Annie's best friend Brittany (Zoe Levin) alerts the school that Annie has been raped. Will and Lynn's lives are shattered. The FBI's Doug Tate (Jason Clarke) starts to investigate, while hospital counselor Gail Freedman (Viola Davis) supports Annie. But although Charlie has broken contact, Annie does not think of herself as a victim, and instead believes her assailant truly loves her.

Directed by David Schwimmer (from television's Friends) and written by Andy Bellin and Robert Festinger, Trust is often painful to watch. The process of grooming is portrayed with a sense of searing dread, and Annie's trusting descent into the clutches of a predator is a stab into the heart of a supposedly safe, secure, and supportive middle class household.

A well-adjusted 14 year old with typical body image and fitting-in anxieties is still susceptible to a master manipulator. By the time Annie finds herself in a scuzzy motel room in her underwear, she is convinced Charlie not only deeply loves her, but is the only adult who values and understands her. What follow after the assault is, if possible, more disturbing. Multiple fissures crack open the family unit's foundation, Annie now hostile towards adults she perceives as destroying her love life.

Trust is as much about the parents as the child. Annie's father Will is crushed that his supposedly bright daughter ignored all the red flags and did not turn to him for advice, and his anger explodes when he is exposed to her record of sexting with Charlie. Flustered, he haphazardly turns to everything from predator-hunting vigilante groups to gun stores, straining his marriage. 
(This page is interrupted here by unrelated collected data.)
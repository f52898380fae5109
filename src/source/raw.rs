//! Raw record schema shared by all sources, and its normalisation into
//! storage models.
//!
//! Sources disagree on spelling: stat keys arrive as `"total yards"`,
//! `"totalYards"` or `"total_yards"`, values as numbers or display strings
//! such as `"1,234"`, `"45%"`, `"5-12"` or `"31:05"`. Everything is folded
//! into one canonical shape here.

use std::collections::BTreeMap;

use chrono::{DateTime, FixedOffset, NaiveDate, NaiveDateTime};
use serde::{Deserialize, Serialize};
use tracing::warn;

use crate::cli::types::{GameUid, Season, StatUid, TeamUid};
use crate::error::CollectError;
use crate::season::Category;
use crate::storage::{Game, Team, TeamGameStat};
use crate::Result;

/// Team reference as embedded in schedule and stats records
#[derive(Debug, Clone, Default, PartialEq, Serialize, Deserialize)]
pub struct RawTeam {
    #[serde(default)]
    pub id: Option<String>,
    #[serde(default)]
    pub name: Option<String>,
    #[serde(default)]
    pub city: Option<String>,
    #[serde(default)]
    pub abbreviation: Option<String>,
    #[serde(default)]
    pub stadium: Option<String>,
    #[serde(default)]
    pub latitude: Option<f64>,
    #[serde(default)]
    pub longitude: Option<f64>,
    #[serde(default)]
    pub conference: Option<String>,
    #[serde(default)]
    pub division: Option<String>,
}

impl RawTeam {
    /// The source's id, or one derived from the team name.
    pub fn uid(&self) -> Option<TeamUid> {
        match (non_empty(&self.id), non_empty(&self.name)) {
            (Some(id), _) => Some(TeamUid::new(id)),
            (None, Some(name)) => Some(TeamUid::from_name(name)),
            (None, None) => None,
        }
    }

    fn to_team(&self, uid: TeamUid, source: &str) -> Team {
        Team {
            uid,
            name: non_empty(&self.name).map(str::to_string),
            city: non_empty(&self.city).map(str::to_string),
            abbreviation: non_empty(&self.abbreviation).map(str::to_string),
            stadium: non_empty(&self.stadium).map(str::to_string),
            latitude: self.latitude,
            longitude: self.longitude,
            conference: non_empty(&self.conference).map(str::to_string),
            division: non_empty(&self.division).map(str::to_string),
            source: source.to_string(),
        }
    }
}

/// A schedule entry
#[derive(Debug, Clone, Default, PartialEq, Serialize, Deserialize)]
pub struct RawGame {
    pub id: String,
    #[serde(default)]
    pub season: Option<u16>,
    #[serde(default)]
    pub week: Option<u8>,
    /// Kickoff, in any of the formats [`parse_kickoff`] accepts.
    #[serde(default)]
    pub date: Option<String>,
    #[serde(default)]
    pub home: Option<RawTeam>,
    #[serde(default)]
    pub away: Option<RawTeam>,
    #[serde(default)]
    pub home_score: Option<u16>,
    #[serde(default)]
    pub away_score: Option<u16>,
}

/// A stat value as sources deliver it: a number or a display string
#[derive(Debug, Clone, PartialEq, Serialize, Deserialize)]
#[serde(untagged)]
pub enum StatValue {
    Number(f64),
    Text(String),
}

/// One team's box score for one game
#[derive(Debug, Clone, Default, PartialEq, Serialize, Deserialize)]
pub struct RawTeamStat {
    #[serde(default)]
    pub id: Option<String>,
    pub game_id: String,
    #[serde(default)]
    pub team: RawTeam,
    #[serde(default)]
    pub season: Option<u16>,
    #[serde(default)]
    pub home: Option<bool>,
    #[serde(default)]
    pub stats: BTreeMap<String, StatValue>,
}

/// Turn a schedule record into a game plus the teams it references.
///
/// The category is left `regular`; the caller classifies. A record claiming a
/// different season than the one requested is malformed. UTC kickoffs are
/// moved to `kickoff_offset` so the stored date is the local game day.
pub fn normalize_game(
    raw: &RawGame,
    season: Season,
    source: &str,
    kickoff_offset: FixedOffset,
) -> Result<(Game, Vec<Team>)> {
    let context = format!("game {}", raw.id);
    if raw.id.trim().is_empty() {
        return Err(CollectError::malformed("game", "missing id"));
    }
    check_season(raw.season, season, &context)?;

    let scheduled_at = match raw.date.as_deref().map(str::trim) {
        None | Some("") => None,
        Some(date) => {
            let parsed = parse_kickoff(date, kickoff_offset);
            if parsed.is_none() {
                warn!(game = %raw.id, date, "unparseable kickoff date, storing without one");
            }
            parsed
        }
    };

    let mut teams = Vec::new();
    let mut side = |team: &Option<RawTeam>, label: &str| -> Result<Option<TeamUid>> {
        match team {
            None => Ok(None),
            Some(team) => {
                let uid = team.uid().ok_or_else(|| {
                    CollectError::malformed(&context, format!("{} team has no id or name", label))
                })?;
                teams.push(team.to_team(uid.clone(), source));
                Ok(Some(uid))
            }
        }
    };
    let home_team = side(&raw.home, "home")?;
    let away_team = side(&raw.away, "away")?;

    let game = Game {
        uid: GameUid::new(raw.id.trim()),
        season,
        week: raw.week.filter(|w| *w > 0),
        scheduled_at,
        category: Category::Regular,
        category_override: false,
        home_team,
        away_team,
        home_score: raw.home_score,
        away_score: raw.away_score,
        source: source.to_string(),
    };
    Ok((game, teams))
}

/// Turn a box-score record into a stat line keyed by game and team.
pub fn normalize_stat(raw: &RawTeamStat, season: Season, source: &str) -> Result<TeamGameStat> {
    let context = format!("stats for game {}", raw.game_id);
    if raw.game_id.trim().is_empty() {
        return Err(CollectError::malformed("stats", "missing game id"));
    }
    check_season(raw.season, season, &context)?;

    let game_uid = GameUid::new(raw.game_id.trim());
    let team_uid = raw
        .team
        .uid()
        .ok_or_else(|| CollectError::malformed(&context, "team has no id or name"))?;
    let stat_uid = match non_empty(&raw.id) {
        Some(id) => StatUid::new(id),
        None => StatUid::for_team_game(&game_uid, &team_uid),
    };

    let mut stat = TeamGameStat {
        stat_uid,
        game_uid,
        team_uid,
        season,
        is_home: raw.home,
        total_yards: None,
        passing_yards: None,
        rushing_yards: None,
        first_downs: None,
        turnovers: None,
        third_down_conversions: None,
        third_down_attempts: None,
        penalties: None,
        penalty_yards: None,
        time_of_possession_secs: None,
        source: source.to_string(),
    };

    for (key, value) in &raw.stats {
        apply_stat(&mut stat, &stat_key(key), value);
    }
    Ok(stat)
}

fn apply_stat(stat: &mut TeamGameStat, key: &str, value: &StatValue) {
    match key {
        "totalyards" => stat.total_yards = value.number(),
        "passingyards" | "netpassingyards" => stat.passing_yards = value.number(),
        "rushingyards" => stat.rushing_yards = value.number(),
        "firstdowns" => stat.first_downs = value.number(),
        "turnovers" => stat.turnovers = value.number(),
        "thirddownefficiency" | "thirddowneff" => {
            if let Some((made, attempts)) = value.pair() {
                stat.third_down_conversions = Some(made);
                stat.third_down_attempts = Some(attempts);
            }
        }
        "thirddownconversions" => stat.third_down_conversions = value.number(),
        "thirddownattempts" => stat.third_down_attempts = value.number(),
        "penaltiesyards" | "totalpenaltiesyards" => {
            if let Some((count, yards)) = value.pair() {
                stat.penalties = Some(count);
                stat.penalty_yards = Some(yards);
            }
        }
        "penalties" => stat.penalties = value.number(),
        "penaltyyards" => stat.penalty_yards = value.number(),
        "timeofpossession" | "possessiontime" => {
            stat.time_of_possession_secs = value.clock_seconds()
        }
        _ => {}
    }
}

impl StatValue {
    pub fn number(&self) -> Option<f64> {
        match self {
            StatValue::Number(n) if n.is_finite() => Some(*n),
            StatValue::Number(_) => None,
            StatValue::Text(s) => parse_number(s),
        }
    }

    /// `"5-12"` style pairs.
    pub fn pair(&self) -> Option<(f64, f64)> {
        match self {
            StatValue::Text(s) => parse_pair(s),
            StatValue::Number(_) => None,
        }
    }

    /// `"MM:SS"`, or a plain number of seconds.
    pub fn clock_seconds(&self) -> Option<u32> {
        match self {
            StatValue::Text(s) => parse_clock(s),
            StatValue::Number(n) if n.is_finite() && *n >= 0.0 => Some(n.round() as u32),
            StatValue::Number(_) => None,
        }
    }
}

fn stat_key(key: &str) -> String {
    key.chars()
        .filter(|c| c.is_ascii_alphanumeric())
        .map(|c| c.to_ascii_lowercase())
        .collect()
}

/// Parse a display number: strips thousands separators and `%`, evaluates
/// `a/b` fractions. Empty strings and dashes are absent values.
pub fn parse_number(raw: &str) -> Option<f64> {
    let clean: String = raw
        .trim()
        .chars()
        .filter(|c| *c != ',' && *c != '%')
        .collect();
    if clean.is_empty() || clean.chars().all(|c| c == '-') {
        return None;
    }
    if let Some((num, den)) = clean.split_once('/') {
        let num: f64 = num.trim().parse().ok()?;
        let den: f64 = den.trim().parse().ok()?;
        return if den == 0.0 { None } else { Some(num / den) };
    }
    clean.parse::<f64>().ok().filter(|n| n.is_finite())
}

pub fn parse_pair(raw: &str) -> Option<(f64, f64)> {
    let (left, right) = raw.trim().split_once('-')?;
    Some((parse_number(left)?, parse_number(right)?))
}

pub fn parse_clock(raw: &str) -> Option<u32> {
    let (minutes, seconds) = raw.trim().split_once(':')?;
    let minutes: u32 = minutes.trim().parse().ok()?;
    let seconds: u32 = seconds.trim().parse().ok()?;
    if seconds >= 60 {
        return None;
    }
    minutes.checked_mul(60)?.checked_add(seconds)
}

/// Kickoff as local wall-clock time.
///
/// Accepts RFC 3339, the minute-precision `2025-01-12T18:00Z` form, plain
/// `YYYY-MM-DD HH:MM:SS` and bare dates (midnight). A non-zero offset in the
/// input is kept as written; UTC times are shifted to `utc_offset`. Times
/// without any zone are taken as already local.
pub fn parse_kickoff(raw: &str, utc_offset: FixedOffset) -> Option<NaiveDateTime> {
    let raw = raw.trim();
    if let Ok(dt) = DateTime::parse_from_rfc3339(raw) {
        if dt.offset().local_minus_utc() != 0 {
            return Some(dt.naive_local());
        }
        return Some(dt.with_timezone(&utc_offset).naive_local());
    }
    if let Ok(dt) = NaiveDateTime::parse_from_str(raw, "%Y-%m-%dT%H:%MZ") {
        return Some(dt.and_utc().with_timezone(&utc_offset).naive_local());
    }
    for format in ["%Y-%m-%d %H:%M:%S", "%Y-%m-%dT%H:%M:%S", "%Y-%m-%d %H:%M"] {
        if let Ok(dt) = NaiveDateTime::parse_from_str(raw, format) {
            return Some(dt);
        }
    }
    NaiveDate::parse_from_str(raw, "%Y-%m-%d")
        .ok()
        .and_then(|d| d.and_hms_opt(0, 0, 0))
}

fn check_season(claimed: Option<u16>, requested: Season, context: &str) -> Result<()> {
    match claimed {
        Some(year) if year != requested.as_u16() => Err(CollectError::malformed(
            context,
            format!("belongs to season {}, not {}", year, requested),
        )),
        _ => Ok(()),
    }
}

fn non_empty(value: &Option<String>) -> Option<&str> {
    value.as_deref().map(str::trim).filter(|s| !s.is_empty())
}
As a quiet drama, Trust leans heavily on the cast, and Clive Owen and Liana Liberato are both excellent at opposite ends of a fragile father-daughter dynamic. They deliver deeply moving performances conveying tension, passive-aggressiveness, anguish, and distress.

The narrative harnesses impressive dramatic strength, but a few of weaknesses surface. The FBI appears oblivious that Charlie was on full view in a shopping mall supposedly full of surveillance cameras, and their initial post-assault response of pressuring the victim to reconnect with her assailant is markedly under-prepared. Will's macho-man antics at a school volleyball game are unnecessary.

Although Annie's unexpected moment of reckoning arrives courtesy of agent Tate's investigation, repairing all the ruptured familial bonds will be a slow and painful process. Trust makes no attempts to reassemble all the broken pieces, and instead underlines frustration and uncertainty as lingering outcomes of heinous violation.